Están por concluir los seis años del gobierno de la alternancia. Los resultados de esta administración están lejos de las apocalípticas visiones que sostenían que un México sin el PRI estaba destinado al caos, pero también están muy distantes de las proyecciones de quienes veían en el fin de la era priísta la solución a nuestros males. Lo que tenemos, a unos días de que concluya el gobierno de Fox es un acusado déficit de gobierno, la ausencia de mando y autoridad de quien debió asumirla con determinación luego de haber ganado una elección histórica, democrática.
Ni caos generalizado, pero tampoco progreso evidente. Un saldo sin tonalidades, un gris que denota mediocridad y un cúmulo de problemas que, por no ser atendidos, crecieron en complejidad y magnitud. Este sería mi apreciación del gobierno que concluye.
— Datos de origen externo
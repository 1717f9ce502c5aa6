use std::path::Path;

use serde::{Deserialize, Serialize};

use crate::errors::{PassVaultError, Result};

/// User-level configuration, loaded from `.passvault.toml`.
///
/// Every field has a sensible default so PassVault works out-of-the-box
/// without any config file at all.
#[derive(Debug, Clone, Serialize, Deserialize)]
pub struct Settings {
    /// Directory (relative to the base dir) where the vault lives.
    #[serde(default = "default_vault_dir")]
    pub vault_dir: String,

    /// Default length for generated passwords.
    #[serde(default = "default_password_length")]
    pub password_length: usize,

    /// Argon2 memory cost in KiB (default: 64 MB).
    #[serde(default = "default_argon2_memory_kib")]
    pub argon2_memory_kib: u32,

    /// Argon2 iteration count (default: 3).
    #[serde(default = "default_argon2_iterations")]
    pub argon2_iterations: u32,

    /// Argon2 parallelism degree (default: 4).
    #[serde(default = "default_argon2_parallelism")]
    pub argon2_parallelism: u32,
}

// ── Serde default helpers ────────────────────────────────────────────

fn default_vault_dir() -> String {
    ".passvault".to_string()
}

fn default_password_length() -> usize {
    crate::password::DEFAULT_LENGTH
}

fn default_argon2_memory_kib() -> u32 {
    65_536 // 64 MB
}

fn default_argon2_iterations() -> u32 {
    3
}

fn default_argon2_parallelism() -> u32 {
    4
}

// ── Implementation ───────────────────────────────────────────────────

impl Default for Settings {
    fn default() -> Self {
        Self {
            vault_dir: default_vault_dir(),
            password_length: default_password_length(),
            argon2_memory_kib: default_argon2_memory_kib(),
            argon2_iterations: default_argon2_iterations(),
            argon2_parallelism: default_argon2_parallelism(),
        }
    }
}

impl Settings {
    /// Name of the config file we look for in the base directory.
    const FILE_NAME: &'static str = ".passvault.toml";

    /// Load settings from `<base_dir>/.passvault.toml`.
    ///
    /// If the file does not exist, sensible defaults are returned.
    /// If the file exists but cannot be parsed, an error is returned.
    pub fn load(base_dir: &Path) -> Result<Self> {
        let config_path = base_dir.join(Self::FILE_NAME);

        if !config_path.exists() {
            return Ok(Self::default());
        }

        let contents = std::fs::read_to_string(&config_path)?;

        let settings: Settings = toml::from_str(&contents).map_err(|e| {
            PassVaultError::ConfigError(format!("Failed to parse {}: {e}", config_path.display()))
        })?;

        Ok(settings)
    }

    /// Convert the Argon2 settings into crypto-layer params.
    pub fn argon2_params(&self) -> crate::crypto::kdf::Argon2Params {
        crate::crypto::kdf::Argon2Params {
            memory_kib: self.argon2_memory_kib,
            iterations: self.argon2_iterations,
            parallelism: self.argon2_parallelism,
        }
    }
}

// ── Tests ────────────────────────────────────────────────────────────
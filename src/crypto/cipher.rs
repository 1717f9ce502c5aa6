//! Passphrase-based authenticated encryption of strings.
//!
//! `encrypt` derives a fresh AES-256 key from the passphrase with Argon2id
//! and seals the plaintext with AES-256-GCM.  Everything needed to decrypt
//! later — format version, KDF parameters, salt, nonce — is packed into a
//! single base64 string, so a blob is self-contained: only the passphrase
//! is required to open it, on any device.
//!
//! Layout of the encoded byte buffer:
//!
//! ```text
//! [version: 1][memory_kib: 4 LE][iterations: 4 LE][parallelism: 4 LE]
//! [salt: 32][nonce: 12][ciphertext + 16-byte auth tag]
//! ```
//!
//! The version byte and embedded KDF parameters mean old blobs stay
//! readable if the defaults ever change.

use aes_gcm::aead::{Aead, KeyInit, OsRng};
use aes_gcm::{AeadCore, Aes256Gcm, Nonce};
use base64::engine::general_purpose::STANDARD as BASE64;
use base64::Engine;
use sha2::{Digest, Sha256};
use zeroize::Zeroize;

use crate::errors::{PassVaultError, Result};

use super::kdf::{
    self, derive_key, generate_salt, Argon2Params, MAX_ITERATIONS, MAX_MEMORY_KIB,
};

/// Current blob format version.
pub const FORMAT_VERSION: u8 = 1;

/// Size of the AES-256-GCM nonce in bytes.
const NONCE_LEN: usize = 12;

/// Size of the GCM authentication tag in bytes.
const TAG_LEN: usize = 16;

/// Fixed-size prefix: 1 (version) + 3 × 4 (Argon2 params).
const PREFIX_LEN: usize = 13;

/// Smallest possible blob: prefix + salt + nonce + empty ciphertext + tag.
const MIN_BLOB_LEN: usize = PREFIX_LEN + kdf::SALT_LEN + NONCE_LEN + TAG_LEN;

/// Encrypt `plaintext` under a key derived from `passphrase`.
///
/// Uses the default Argon2id parameters.  Returns a self-contained
/// base64 blob decryptable by [`decrypt`] with only the passphrase.
pub fn encrypt(plaintext: &str, passphrase: &str) -> Result<String> {
    encrypt_with_params(plaintext, passphrase, &Argon2Params::default())
}

/// Encrypt with explicit Argon2id parameters.
///
/// The parameters are embedded in the blob so `decrypt` reuses the
/// exact same settings regardless of the local configuration.
pub fn encrypt_with_params(
    plaintext: &str,
    passphrase: &str,
    params: &Argon2Params,
) -> Result<String> {
    // Fresh salt per blob — the derived key is never reused.
    let salt = generate_salt()?;
    let mut key = derive_key(passphrase.as_bytes(), &salt, params)?;

    let cipher = Aes256Gcm::new_from_slice(&key)
        .map_err(|e| PassVaultError::EncryptionFailed(format!("invalid key length: {e}")));
    key.zeroize();
    let cipher = cipher?;

    let nonce = Aes256Gcm::generate_nonce(&mut OsRng);
    let ciphertext = cipher
        .encrypt(&nonce, plaintext.as_bytes())
        .map_err(|e| PassVaultError::EncryptionFailed(format!("encryption error: {e}")))?;

    let mut buf = Vec::with_capacity(MIN_BLOB_LEN + ciphertext.len());
    buf.push(FORMAT_VERSION);
    buf.extend_from_slice(&params.memory_kib.to_le_bytes());
    buf.extend_from_slice(&params.iterations.to_le_bytes());
    buf.extend_from_slice(&params.parallelism.to_le_bytes());
    buf.extend_from_slice(&salt);
    buf.extend_from_slice(&nonce);
    buf.extend_from_slice(&ciphertext);

    Ok(BASE64.encode(buf))
}

/// Decrypt a blob produced by [`encrypt`].
///
/// Every failure mode — bad base64, truncation, unknown version,
/// out-of-range KDF parameters, auth-tag mismatch, invalid UTF-8 —
/// collapses into the single `DecryptionFailed` error.  A caller
/// (or an attacker guessing passphrases) cannot tell a wrong
/// passphrase apart from corrupted data.
pub fn decrypt(blob: &str, passphrase: &str) -> Result<String> {
    let data = BASE64
        .decode(blob.trim())
        .map_err(|_| PassVaultError::DecryptionFailed)?;

    if data.len() < MIN_BLOB_LEN || data[0] != FORMAT_VERSION {
        return Err(PassVaultError::DecryptionFailed);
    }

    let params = Argon2Params {
        memory_kib: u32::from_le_bytes(data[1..5].try_into().unwrap_or_default()),
        iterations: u32::from_le_bytes(data[5..9].try_into().unwrap_or_default()),
        parallelism: u32::from_le_bytes(data[9..13].try_into().unwrap_or_default()),
    };

    // Reject params a crafted blob could use to exhaust memory or CPU.
    if params.memory_kib > MAX_MEMORY_KIB || params.iterations > MAX_ITERATIONS {
        return Err(PassVaultError::DecryptionFailed);
    }

    let salt_end = PREFIX_LEN + kdf::SALT_LEN;
    let salt = &data[PREFIX_LEN..salt_end];
    let nonce = Nonce::from_slice(&data[salt_end..salt_end + NONCE_LEN]);
    let ciphertext = &data[salt_end + NONCE_LEN..];

    let mut key = derive_key(passphrase.as_bytes(), salt, &params)
        .map_err(|_| PassVaultError::DecryptionFailed)?;

    let cipher = Aes256Gcm::new_from_slice(&key).map_err(|_| PassVaultError::DecryptionFailed);
    key.zeroize();

    let plaintext_bytes = cipher?
        .decrypt(nonce, ciphertext)
        .map_err(|_| PassVaultError::DecryptionFailed)?;

    String::from_utf8(plaintext_bytes).map_err(|e| {
        let mut bad_bytes = e.into_bytes();
        bad_bytes.zeroize();
        PassVaultError::DecryptionFailed
    })
}

/// SHA-256 digest of a passphrase as a lowercase hex string.
///
/// Used only to verify the master passphrase — never as key material.
/// Encryption keys always go through Argon2id inside `encrypt`/`decrypt`.
pub fn hash_passphrase(passphrase: &str) -> String {
    let digest = Sha256::digest(passphrase.as_bytes());
    digest.iter().map(|b| format!("{b:02x}")).collect()
}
Podemos enumerar y especular sobre las razones de una administración fallida. De lo que no hay duda es que este gobierno inició sin un mapa de ruta ni brújula sobre lo que el país necesitaba para salir adelante. Formuló una agenda, vaga al principio, más en forma después que no pudo impulsar en sus aspectos más sustantivos. Promovió algunos programas, dio continuidad a otros pero no existió una visión, un propósito definido de hacia dónde quería llevar al país. Cumplió con uno de sus cometidos, sacar al PRI de los pinos y será recordado por ello, pero en los seis años que tuvo por delante no entendió el problema medular del país: cómo dar cauce institucional a la nueva realidad del poder que con su triunfo inauguraba. Supuso quizá, como muchos otros, que procesos democráticos de elección serían suficientes para que el resto se acomodara. Subestimó a sus adversarios políticos y a todos los grupos e intereses que querían una tajada más grande del pastel del poder (y de los recursos), mismos que acabaron sirviéndose con cuchara grande en demérito de su propia autoridad y del desarrollo del país.
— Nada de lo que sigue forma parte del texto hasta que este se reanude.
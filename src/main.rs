use clap::Parser;
use passvault::cli::{Cli, Commands};

fn main() {
    let cli = Cli::parse();

    let result = match cli.command {
        Commands::Init => passvault::cli::commands::init::execute(&cli),
        Commands::Add {
            ref title,
            ref username,
            generate,
            ref website,
            ref notes,
            ref category,
        } => passvault::cli::commands::add::execute(
            &cli,
            title.as_deref(),
            username.as_deref(),
            generate,
            website.as_deref(),
            notes.as_deref(),
            category.as_deref(),
        ),
        Commands::List => passvault::cli::commands::list::execute(&cli),
        Commands::Show { ref id } => passvault::cli::commands::show::execute(&cli, id),
        Commands::Edit {
            ref id,
            ref title,
            ref username,
            password,
            ref website,
            ref notes,
            ref category,
        } => passvault::cli::commands::edit::execute(
            &cli,
            id,
            title.as_deref(),
            username.as_deref(),
            password,
            website.as_deref(),
            notes.as_deref(),
            category.as_deref(),
        ),
        Commands::Remove { ref id, force } => {
            passvault::cli::commands::remove::execute(&cli, id, force)
        }
        Commands::Generate { length } => passvault::cli::commands::generate::execute(&cli, length),
        Commands::Export { ref output } => passvault::cli::commands::export::execute(&cli, output),
        Commands::Import {
            ref file,
            merge,
            keep_master,
        } => passvault::cli::commands::import::execute(&cli, file, merge, keep_master),
        Commands::Wipe { force } => passvault::cli::commands::wipe::execute(&cli, force),
    };

    if let Err(e) = result {
        passvault::cli::output::error(&e.to_string());
        std::process::exit(1);
    }
}
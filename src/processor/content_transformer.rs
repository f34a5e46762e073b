//! # Content Transformer Module
//!
//! This module decides what happens to a file's text: whether it already
//! carries the current copyright notice, needs its year range refreshed, or
//! needs the header inserted (after a shebang line, if any).
//!
//! Everything here works on strings only; reading and writing files is left to
//! [`FileIO`](super::FileIO).

use std::sync::LazyLock;

use regex::Regex;

/// Matches an existing copyright notice such as `Copyright (c) 2020-2024`.
static COPYRIGHT_REGEX: LazyLock<Regex> =
  LazyLock::new(|| Regex::new(r"Copyright \(c\) [0-9-]+").expect("copyright regex must compile"));

/// Result of transforming a file's content.
#[derive(Debug, Clone, PartialEq, Eq)]
pub enum Transformation {
  /// Nothing to do: empty file, or the notice is already current.
  Unchanged,
  /// The year range of an existing notice was rewritten.
  Updated(String),
  /// The header was inserted.
  Created(String),
}

/// State of the copyright notice in a file's content.
#[derive(Debug, Clone, PartialEq, Eq)]
pub enum YearUpdate {
  /// No copyright notice was found.
  Missing,
  /// The notice already carries the canonical year range.
  Current,
  /// The notice was outdated; holds the refreshed content.
  Outdated(String),
}

impl Transformation {
  /// The new file content, if the file changes.
  pub fn new_content(&self) -> Option<&str> {
    match self {
      Self::Unchanged => None,
      Self::Updated(content) | Self::Created(content) => Some(content),
    }
  }
}

/// Header detection, year refresh and insertion for a single file's text.
pub struct ContentTransformer {
  /// The canonical notice, e.g. `Copyright (c) 2020-2025`
  canonical_notice: String,
}

impl ContentTransformer {
  /// Creates a transformer whose canonical notice spans `first_year` to
  /// `current_year`.
  pub fn new(first_year: i32, current_year: i32) -> Self {
    Self {
      canonical_notice: format!("Copyright (c) {first_year}-{current_year}"),
    }
  }

  pub fn canonical_notice(&self) -> &str {
    &self.canonical_notice
  }

  /// Splits off a shebang line so the header can go right after it.
  ///
  /// Returns the preserved head (the shebang line, its newline and one blank
  /// line) and the remaining content. Files without a shebang get an empty
  /// head.
  pub fn extract_prefix<'a>(&self, content: &'a str) -> (String, &'a str) {
    if !content.starts_with("#!") {
      return (String::new(), content);
    }

    let (first_line, rest) = match content.find('\n') {
      Some(end) => (&content[..end], &content[end + 1..]),
      None => (content, ""),
    };

    (format!("{first_line}\n\n"), rest)
  }

  /// Refreshes the year range of the first copyright notice found.
  ///
  /// Every occurrence of the matched text in the whole content is replaced,
  /// not just the one inside the header.
  pub fn update_year(&self, content: &str) -> YearUpdate {
    let Some(found) = COPYRIGHT_REGEX.find(content) else {
      return YearUpdate::Missing;
    };
    if found.as_str() == self.canonical_notice {
      return YearUpdate::Current;
    }

    YearUpdate::Outdated(content.replace(found.as_str(), &self.canonical_notice))
  }

  /// Decides how `content` must change to carry `header`.
  ///
  /// - Empty content is never touched.
  /// - Content with a copyright notice only gets its year range refreshed.
  /// - Otherwise the header is inserted at the top, after a shebang line if
  ///   there is one, separated from the original content by a blank line.
  pub fn transform(&self, header: &str, content: &str) -> Transformation {
    if content.is_empty() {
      return Transformation::Unchanged;
    }

    match self.update_year(content) {
      YearUpdate::Outdated(updated) => return Transformation::Updated(updated),
      YearUpdate::Current => return Transformation::Unchanged,
      YearUpdate::Missing => {}
    }

    let (head, tail) = self.extract_prefix(content);
    let separator = if tail.starts_with('\n') { "" } else { "\n" };

    Transformation::Created(format!("{head}{header}{separator}{tail}"))
  }
}
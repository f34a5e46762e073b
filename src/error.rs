//! # Error Module
//!
//! Domain errors raised while building header templates and applying them to
//! files.
//!
//! The license and comment-style variants are fatal for a run. The file I/O
//! variants are scoped to a single file: the processor turns them into a
//! [`FileOutcome::Error`](crate::report::FileOutcome::Error) and moves on.

use std::path::PathBuf;

/// Errors produced by the boilerplate core.
#[derive(Debug, thiserror::Error)]
pub enum BoilerplateError {
  /// The license file does not exist or cannot be read.
  #[error("License file '{path}' is missing or unreadable: {source}")]
  MissingLicenseFile { path: PathBuf, source: std::io::Error },

  /// The license file has no "Copyright" line to start the header from, or
  /// no year range to keep current.
  #[error("License file '{path}' {reason}")]
  MalformedLicense { path: PathBuf, reason: String },

  /// A comment style is neither a single prefix token nor an open/close pair.
  #[error("Invalid comment style for '{extension}': {message}")]
  InvalidCommentStyle { extension: String, message: String },

  /// A source file could not be read (missing, permissions, not UTF-8).
  #[error("Failed to read file '{path}': {source}")]
  FileReadError { path: PathBuf, source: std::io::Error },

  /// A source file could not be written back.
  #[error("Failed to write file '{path}': {source}")]
  FileWriteError { path: PathBuf, source: std::io::Error },
}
Vicente Fox deja al país con un severo déficit gubernamental. El Estado mexicano está acorralado, rebasado, lo mismo por el crimen organizado que por la delincuencia común; por monopolios cuyo impulso por capturar rentas no ha podido ser acotado por las instancias gubernamentales diseñadas con tal propósito; por sindicatos del más diverso cuño que se liberaron de los viejos mecanismos de control y que ahora imponen sus condiciones para la cooperación; por grupos antisistémicos que han leído, correctamente, que no hay mejor espacio para actuar que el de la impunidad reinante. Hay que entender el poder para ejercerlo. Vicente Fox no hizo ni lo uno ni lo otro.
El enorme reto por delante es reconstruir la capacidad de gobernar. Sin duda esto entraña talento y habilidad personal, pero sobre todo un diagnóstico y la medicina correcta. En la política no hay “ángeles” sólo personas con ambiciones e intereses. El juego entonces consiste en encauzar esos intereses de manera que hagan el menor daño posible. Se necesita una combinación de autoridad y coerción, sustentada en la amenaza creíble de sanción para quienes infrinjan la ley, con la creación de reglas del juego que se traduzcan en un incentivo para que los jugadores diriman sus diferencias dentro y no al margen de ellas. Por ello más que pensar en modelos macro de cambio institucional y político, necesitamos reformar los microprocesos, “la microeconomía de la política”. Fácil de plantear en términos abstractos, sin duda, difícil de materializarlos en cambios institucionales efectivos.
El hubiera es una conjugación del verbo que nos gusta utilizar. Para un gobierno que hace tiempo cerro la cortina, hay tantos posibles “si hubiera” como la imaginación nos permita desplegar. Lo cierto es que la oportunidad que nos ofreció la elección del 2000, para reformar los microprocesos de la política difícilmente se repetirá. Si tan sólo se hubiera aprovechado.